Remember for ladders and steps

  • Use the correct equipment for the task and only if you are competent and authorised to use it.
  • Inspect the equipment and the work area before starting.
  • Ensure steps or stepladders are stable, level and locked where required.
  • Avoid overreaching, carrying awkward loads, working on wet or uneven ground, or using damaged equipment.
  • Stop and ask for help if the height, load, surface or location feels unsafe.
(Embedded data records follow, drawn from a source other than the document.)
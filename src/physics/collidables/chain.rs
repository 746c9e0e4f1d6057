use glam::Vec2;
use std::sync::Arc;

#[cfg(feature = "serde")]
use serde::{Deserialize, Serialize};

use crate::error::PhysicsError;
use crate::physics::body_properties::RigidPose;
use crate::physics::settings::{LINEAR_SLOP, POLYGON_RADIUS};
use crate::utilities::BoundingBox;

use super::edge::EdgeShape;
use super::ray::{RayCastInput, RayCastOutput};
use super::shape::{validate_density, MassData};

/// Free-form sequence of line segments sharing one vertex buffer.
///
/// Each segment behaves like an [`EdgeShape`] whose ghost vertices come from its neighbors, so
/// objects sliding across segment joints do not catch on internal vertices. A loop stores its
/// first vertex again at the end and links its ends to each other; an open chain takes its end
/// ghost vertices from [`ChainShape::set_prev_vertex`] and [`ChainShape::set_next_vertex`].
///
/// Cloning a chain shares the vertex buffer.
#[derive(Debug, Clone, PartialEq)]
#[cfg_attr(feature = "serde", derive(Serialize, Deserialize))]
pub struct ChainShape {
    vertices: Arc<[Vec2]>,
    prev_vertex: Option<Vec2>,
    next_vertex: Option<Vec2>,
    is_loop: bool,
    radius: f32,
    density: f32,
}

impl ChainShape {
    /// Creates a closed loop. The first vertex must not be repeated at the end.
    pub fn new_loop(vertices: &[Vec2]) -> Result<Self, PhysicsError> {
        validate_vertices(vertices, true)?;
        let mut stored = Vec::with_capacity(vertices.len() + 1);
        stored.extend_from_slice(vertices);
        stored.push(vertices[0]);
        let count = stored.len();
        Ok(Self {
            prev_vertex: Some(stored[count - 2]),
            next_vertex: Some(stored[1]),
            vertices: stored.into(),
            is_loop: true,
            radius: POLYGON_RADIUS,
            density: 0.0,
        })
    }

    /// Creates an open chain. Ghost vertices at the two ends start out unset.
    pub fn new_chain(vertices: &[Vec2]) -> Result<Self, PhysicsError> {
        Self::from_shared_vertices(vertices.into())
    }

    /// Creates an open chain over a buffer that other chains may also reference.
    pub fn from_shared_vertices(vertices: Arc<[Vec2]>) -> Result<Self, PhysicsError> {
        validate_vertices(&vertices, false)?;
        Ok(Self {
            vertices,
            prev_vertex: None,
            next_vertex: None,
            is_loop: false,
            radius: POLYGON_RADIUS,
            density: 0.0,
        })
    }

    /// Sets the ghost vertex before the first vertex of an open chain.
    pub fn set_prev_vertex(&mut self, prev_vertex: Option<Vec2>) -> Result<(), PhysicsError> {
        if self.is_loop {
            return Err(PhysicsError::InvalidConfiguration {
                reason: "loop chains derive their ghost vertices",
            });
        }
        self.prev_vertex = prev_vertex;
        Ok(())
    }

    /// Sets the ghost vertex after the last vertex of an open chain.
    pub fn set_next_vertex(&mut self, next_vertex: Option<Vec2>) -> Result<(), PhysicsError> {
        if self.is_loop {
            return Err(PhysicsError::InvalidConfiguration {
                reason: "loop chains derive their ghost vertices",
            });
        }
        self.next_vertex = next_vertex;
        Ok(())
    }

    #[inline(always)]
    pub fn vertices(&self) -> &[Vec2] {
        &self.vertices
    }

    /// The shared vertex buffer.
    #[inline(always)]
    pub fn shared_vertices(&self) -> &Arc<[Vec2]> {
        &self.vertices
    }

    #[inline(always)]
    pub fn prev_vertex(&self) -> Option<Vec2> {
        self.prev_vertex
    }

    #[inline(always)]
    pub fn next_vertex(&self) -> Option<Vec2> {
        self.next_vertex
    }

    #[inline(always)]
    pub fn is_loop(&self) -> bool {
        self.is_loop
    }

    /// One child per segment.
    #[inline(always)]
    pub fn child_count(&self) -> usize {
        self.vertices.len() - 1
    }

    #[inline(always)]
    pub fn radius(&self) -> f32 {
        self.radius
    }

    #[inline(always)]
    pub fn density(&self) -> f32 {
        self.density
    }

    pub fn set_density(&mut self, density: f32) -> Result<(), PhysicsError> {
        validate_density(density)?;
        self.density = density;
        Ok(())
    }

    #[inline(always)]
    pub fn mass_data(&self) -> MassData {
        MassData::default()
    }

    /// Writes segment `index` into `edge`, including the ghost vertices taken from the
    /// neighboring segments or, at the chain ends, from the chain's own ghost links.
    pub fn get_child_edge(&self, index: usize, edge: &mut EdgeShape) {
        debug_assert!(index < self.child_count());
        let v = &self.vertices;
        edge.set(v[index], v[index + 1]);

        let vertex0 = if index > 0 {
            Some(v[index - 1])
        } else {
            self.prev_vertex
        };
        let vertex3 = if index + 2 < v.len() {
            Some(v[index + 2])
        } else {
            self.next_vertex
        };
        edge.set_vertex0(vertex0);
        edge.set_vertex3(vertex3);
    }

    /// Returns segment `index` as a standalone edge.
    pub fn child_edge(&self, index: usize) -> EdgeShape {
        let mut edge = EdgeShape::default();
        self.get_child_edge(index, &mut edge);
        edge
    }

    pub fn ray_cast(
        &self,
        input: &RayCastInput,
        transform: &RigidPose,
        child_index: usize,
    ) -> Option<RayCastOutput> {
        let edge = EdgeShape::new(
            self.vertices[child_index],
            self.vertices[child_index + 1],
        );
        edge.ray_cast(input, transform)
    }

    pub fn compute_aabb(&self, transform: &RigidPose, child_index: usize) -> BoundingBox {
        let v1 = transform.transform(self.vertices[child_index]);
        let v2 = transform.transform(self.vertices[child_index + 1]);
        BoundingBox::new(v1.min(v2), v1.max(v2)).expanded(self.radius)
    }

    pub fn compare_to(&self, other: &ChainShape) -> bool {
        self.radius == other.radius
            && self.is_loop == other.is_loop
            && self.prev_vertex == other.prev_vertex
            && self.next_vertex == other.next_vertex
            && self.vertices == other.vertices
    }
}

fn validate_vertices(vertices: &[Vec2], is_loop: bool) -> Result<(), PhysicsError> {
    if vertices.len() < 3 {
        return Err(PhysicsError::TooFewVertices {
            shape: "chain",
            count: vertices.len(),
            minimum: 3,
        });
    }
    let segment_count = if is_loop {
        vertices.len()
    } else {
        vertices.len() - 1
    };
    for index in 0..segment_count {
        let v1 = vertices[index];
        let v2 = vertices[(index + 1) % vertices.len()];
        if v1.distance_squared(v2) <= LINEAR_SLOP * LINEAR_SLOP {
            return Err(PhysicsError::DegenerateEdge { index });
        }
    }
    Ok(())
}
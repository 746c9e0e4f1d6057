use crate::physics::body_properties::RigidPose;
use crate::physics::collidables::polygon::PolygonShape;
use crate::physics::collision_detection::contact_manifold::{
    Manifold, ManifoldPoint, ManifoldType,
};
use crate::physics::settings::LINEAR_SLOP;
use crate::utilities::math_helper::cross_vs;

use super::manifold_candidate_helper::{
    clip_segment_to_line, find_incident_edge, find_max_separation,
};

/// Pair tester for convex polygon collisions.
///
/// Finds the face of either polygon with maximum separation (the reference face), picks the
/// most anti-parallel edge of the other polygon (the incident edge), and clips the incident
/// edge against the side planes of the reference face.
pub struct PolygonPairTester;

impl PolygonPairTester {
    pub fn test(
        manifold: &mut Manifold,
        poly_a: &PolygonShape,
        xf_a: &RigidPose,
        poly_b: &PolygonShape,
        xf_b: &RigidPose,
    ) {
        manifold.point_count = 0;
        let total_radius = poly_a.radius() + poly_b.radius();

        let (edge_a, separation_a) = find_max_separation(poly_a, xf_a, poly_b, xf_b);
        if separation_a > total_radius {
            return;
        }

        let (edge_b, separation_b) = find_max_separation(poly_b, xf_b, poly_a, xf_a);
        if separation_b > total_radius {
            return;
        }

        // Prefer A's face unless B's is clearly better, so the reference face doesn't flicker.
        const K_TOL: f32 = 0.1 * LINEAR_SLOP;
        let (poly1, xf1, poly2, xf2, edge1, flip) = if separation_b > separation_a + K_TOL {
            manifold.manifold_type = ManifoldType::FaceB;
            (poly_b, xf_b, poly_a, xf_a, edge_b, true)
        } else {
            manifold.manifold_type = ManifoldType::FaceA;
            (poly_a, xf_a, poly_b, xf_b, edge_a, false)
        };

        let incident_edge = find_incident_edge(poly1, xf1, edge1, poly2, xf2);

        let vertices1 = poly1.vertices();
        let iv1 = edge1;
        let iv2 = if edge1 + 1 < vertices1.len() { edge1 + 1 } else { 0 };

        let v11 = vertices1[iv1];
        let v12 = vertices1[iv2];

        let local_tangent = (v12 - v11).normalize_or_zero();
        let local_normal = cross_vs(local_tangent, 1.0);
        let plane_point = 0.5 * (v11 + v12);

        let tangent = xf1.rotation.apply(local_tangent);
        let normal = cross_vs(tangent, 1.0);

        let v11 = xf1.transform(v11);
        let v12 = xf1.transform(v12);

        // Face offset.
        let front_offset = normal.dot(v11);

        // Side offsets, extended by the polygon skin thickness.
        let side_offset1 = -tangent.dot(v11) + total_radius;
        let side_offset2 = tangent.dot(v12) + total_radius;

        // Clip incident edge against the extruded edge1 side edges.
        let (clip_points1, count) =
            clip_segment_to_line(&incident_edge, -tangent, side_offset1, iv1);
        if count < 2 {
            return;
        }
        let (clip_points2, count) =
            clip_segment_to_line(&clip_points1, tangent, side_offset2, iv2);
        if count < 2 {
            return;
        }

        // Now clip_points2 contains the clipped points.
        manifold.local_normal = local_normal;
        manifold.local_point = plane_point;

        let mut point_count = 0;
        for clip in &clip_points2 {
            let separation = normal.dot(clip.v) - front_offset;
            if separation <= total_radius {
                manifold.points[point_count] = ManifoldPoint {
                    local_point: xf2.transform_by_inverse(clip.v),
                    id: if flip { clip.id.flipped() } else { clip.id },
                    ..Default::default()
                };
                point_count += 1;
            }
        }
        manifold.point_count = point_count;
    }
}
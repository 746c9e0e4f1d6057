use crate::physics::body_properties::RigidPose;
use crate::physics::collidables::shape::{Shape, ShapeType};

use super::collision_task_registry::{
    requires_swap, CollisionTaskRegistry, ContactType, NarrowPhaseScratch,
};
use super::contact_manifold::{Manifold, WorldManifold};

/// Computes contact manifolds for shape pairs by dispatching through a [`CollisionTaskRegistry`].
#[derive(Debug, Default)]
pub struct NarrowPhase {
    registry: CollisionTaskRegistry,
    scratch: NarrowPhaseScratch,
}

impl NarrowPhase {
    pub fn new(registry: CollisionTaskRegistry) -> Self {
        Self {
            registry,
            scratch: NarrowPhaseScratch::default(),
        }
    }

    #[inline(always)]
    pub fn registry(&self) -> &CollisionTaskRegistry {
        &self.registry
    }

    #[inline(always)]
    pub fn registry_mut(&mut self) -> &mut CollisionTaskRegistry {
        &mut self.registry
    }

    /// Gets the contact type of a pair, or [`ContactType::NotSupported`] if the registry has no
    /// routine for it.
    pub fn contact_type(&self, type_a: ShapeType, type_b: ShapeType) -> ContactType {
        if self.registry.supports(type_a, type_b) {
            ContactType::of(type_a, type_b)
        } else {
            ContactType::NotSupported
        }
    }

    /// Writes the manifold of a canonically ordered pair. Unsupported pairs produce an empty
    /// manifold.
    #[allow(clippy::too_many_arguments)]
    pub fn evaluate(
        &mut self,
        manifold: &mut Manifold,
        shape_a: &Shape,
        child_index_a: usize,
        xf_a: &RigidPose,
        shape_b: &Shape,
        child_index_b: usize,
        xf_b: &RigidPose,
    ) {
        debug_assert!(!requires_swap(shape_a.shape_type(), shape_b.shape_type()));
        match self.registry.get(shape_a.shape_type(), shape_b.shape_type()) {
            Some(task) => task(
                manifold,
                shape_a,
                child_index_a,
                xf_a,
                shape_b,
                child_index_b,
                xf_b,
                &mut self.scratch,
            ),
            None => manifold.point_count = 0,
        }
    }

    /// Tests whether two shape children touch, in either order. Polygon and edge skins count
    /// as part of the shape, so this matches what the contact solver would act on. Used for
    /// sensors.
    pub fn test_overlap(
        &mut self,
        shape_a: &Shape,
        child_index_a: usize,
        xf_a: &RigidPose,
        shape_b: &Shape,
        child_index_b: usize,
        xf_b: &RigidPose,
    ) -> bool {
        let mut manifold = Manifold::default();
        self.evaluate_unordered(
            &mut manifold,
            shape_a,
            child_index_a,
            xf_a,
            shape_b,
            child_index_b,
            xf_b,
        );
        manifold.point_count > 0
    }

    /// Tests whether the solid geometry of two shape children intersects. Polygon and edge
    /// skins are ignored; circles keep their radius. Used for world overlap queries.
    pub fn test_solid_overlap(
        &mut self,
        shape_a: &Shape,
        child_index_a: usize,
        xf_a: &RigidPose,
        shape_b: &Shape,
        child_index_b: usize,
        xf_b: &RigidPose,
    ) -> bool {
        // The skinned manifold is a superset of the solid contact, so its points carry every
        // candidate separation.
        let mut manifold = Manifold::default();
        let swapped = self.evaluate_unordered(
            &mut manifold,
            shape_a,
            child_index_a,
            xf_a,
            shape_b,
            child_index_b,
            xf_b,
        );
        if manifold.point_count == 0 {
            return false;
        }
        let (first, xf_first, second, xf_second) = if swapped {
            (shape_b, xf_b, shape_a, xf_a)
        } else {
            (shape_a, xf_a, shape_b, xf_b)
        };
        let world = WorldManifold::initialize(
            &manifold,
            xf_first,
            solid_radius(first),
            xf_second,
            solid_radius(second),
        );
        world.separations[..manifold.point_count]
            .iter()
            .any(|separation| *separation <= 0.0)
    }

    /// Evaluates a pair in canonical order. Returns true if the shapes were swapped.
    #[allow(clippy::too_many_arguments)]
    fn evaluate_unordered(
        &mut self,
        manifold: &mut Manifold,
        shape_a: &Shape,
        child_index_a: usize,
        xf_a: &RigidPose,
        shape_b: &Shape,
        child_index_b: usize,
        xf_b: &RigidPose,
    ) -> bool {
        if requires_swap(shape_a.shape_type(), shape_b.shape_type()) {
            self.evaluate(manifold, shape_b, child_index_b, xf_b, shape_a, child_index_a, xf_a);
            true
        } else {
            self.evaluate(manifold, shape_a, child_index_a, xf_a, shape_b, child_index_b, xf_b);
            false
        }
    }
}

/// Radius that belongs to the solid shape rather than its collision skin.
fn solid_radius(shape: &Shape) -> f32 {
    match shape {
        Shape::Circle(circle) => circle.radius(),
        _ => 0.0,
    }
}

#[cfg(test)]
mod tests {
    use super::*;
    use crate::physics::collidables::chain::ChainShape;
    use crate::physics::collidables::circle::CircleShape;
    use crate::physics::collidables::edge::EdgeShape;
    use crate::physics::collidables::polygon::PolygonShape;
    use glam::Vec2;

    #[test]
    fn overlap_is_symmetric() {
        let mut narrow_phase = NarrowPhase::default();
        let circle: Shape = CircleShape::new(0.5, 1.0).unwrap().into();
        let square: Shape = PolygonShape::new_box(0.5, 0.5, 1.0).unwrap().into();
        let near = RigidPose::from_position(Vec2::new(0.9, 0.0));
        let far = RigidPose::from_position(Vec2::new(1.2, 0.0));
        for xf in [near, far] {
            let forward =
                narrow_phase.test_overlap(&square, 0, &RigidPose::IDENTITY, &circle, 0, &xf);
            let backward =
                narrow_phase.test_overlap(&circle, 0, &xf, &square, 0, &RigidPose::IDENTITY);
            assert_eq!(forward, backward);
        }
        assert!(narrow_phase.test_overlap(&square, 0, &RigidPose::IDENTITY, &circle, 0, &near));
        assert!(!narrow_phase.test_overlap(&square, 0, &RigidPose::IDENTITY, &circle, 0, &far));
    }

    #[test]
    fn chain_children_collide_through_scratch_edge() {
        let mut narrow_phase = NarrowPhase::default();
        let chain: Shape = ChainShape::new_chain(&[
            Vec2::new(-4.0, 0.0),
            Vec2::new(0.0, 0.0),
            Vec2::new(4.0, 0.0),
        ])
        .unwrap()
        .into();
        let circle: Shape = CircleShape::new(0.5, 1.0).unwrap().into();
        let xf = RigidPose::from_position(Vec2::new(2.0, 0.4));
        let mut manifold = Manifold::default();
        narrow_phase.evaluate(&mut manifold, &chain, 1, &RigidPose::IDENTITY, &circle, 0, &xf);
        assert_eq!(manifold.point_count, 1);
        narrow_phase.evaluate(&mut manifold, &chain, 0, &RigidPose::IDENTITY, &circle, 0, &xf);
        assert_eq!(manifold.point_count, 0);
    }

    #[test]
    fn edge_pairs_are_unsupported() {
        let mut narrow_phase = NarrowPhase::default();
        let edge: Shape = EdgeShape::new(Vec2::new(-1.0, 0.0), Vec2::new(1.0, 0.0)).into();
        assert_eq!(
            narrow_phase.contact_type(ShapeType::Edge, ShapeType::Edge),
            ContactType::NotSupported
        );
        assert!(!narrow_phase.test_overlap(
            &edge,
            0,
            &RigidPose::IDENTITY,
            &edge,
            0,
            &RigidPose::IDENTITY
        ));
    }
}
Remember for resident-facing safety

  • Residents may be more vulnerable because of frailty, poor balance, reduced vision, dementia, delirium, medication effects, continence urgency or missing aids.
  • Do not remove walking aids, glasses, call bells or footwear in a way that increases the resident's risk when moving.
  • Report changes in mobility, repeated near misses, sudden confusion, missing equipment or environmental hazards affecting a resident.
  • Preventing resident falls requires care planning and may need clinical review; this course supports but does not replace local falls policy.

For the exam, think: spot the hazard, make it safe if you can, avoid unsafe shortcuts, report promptly and learn from near misses.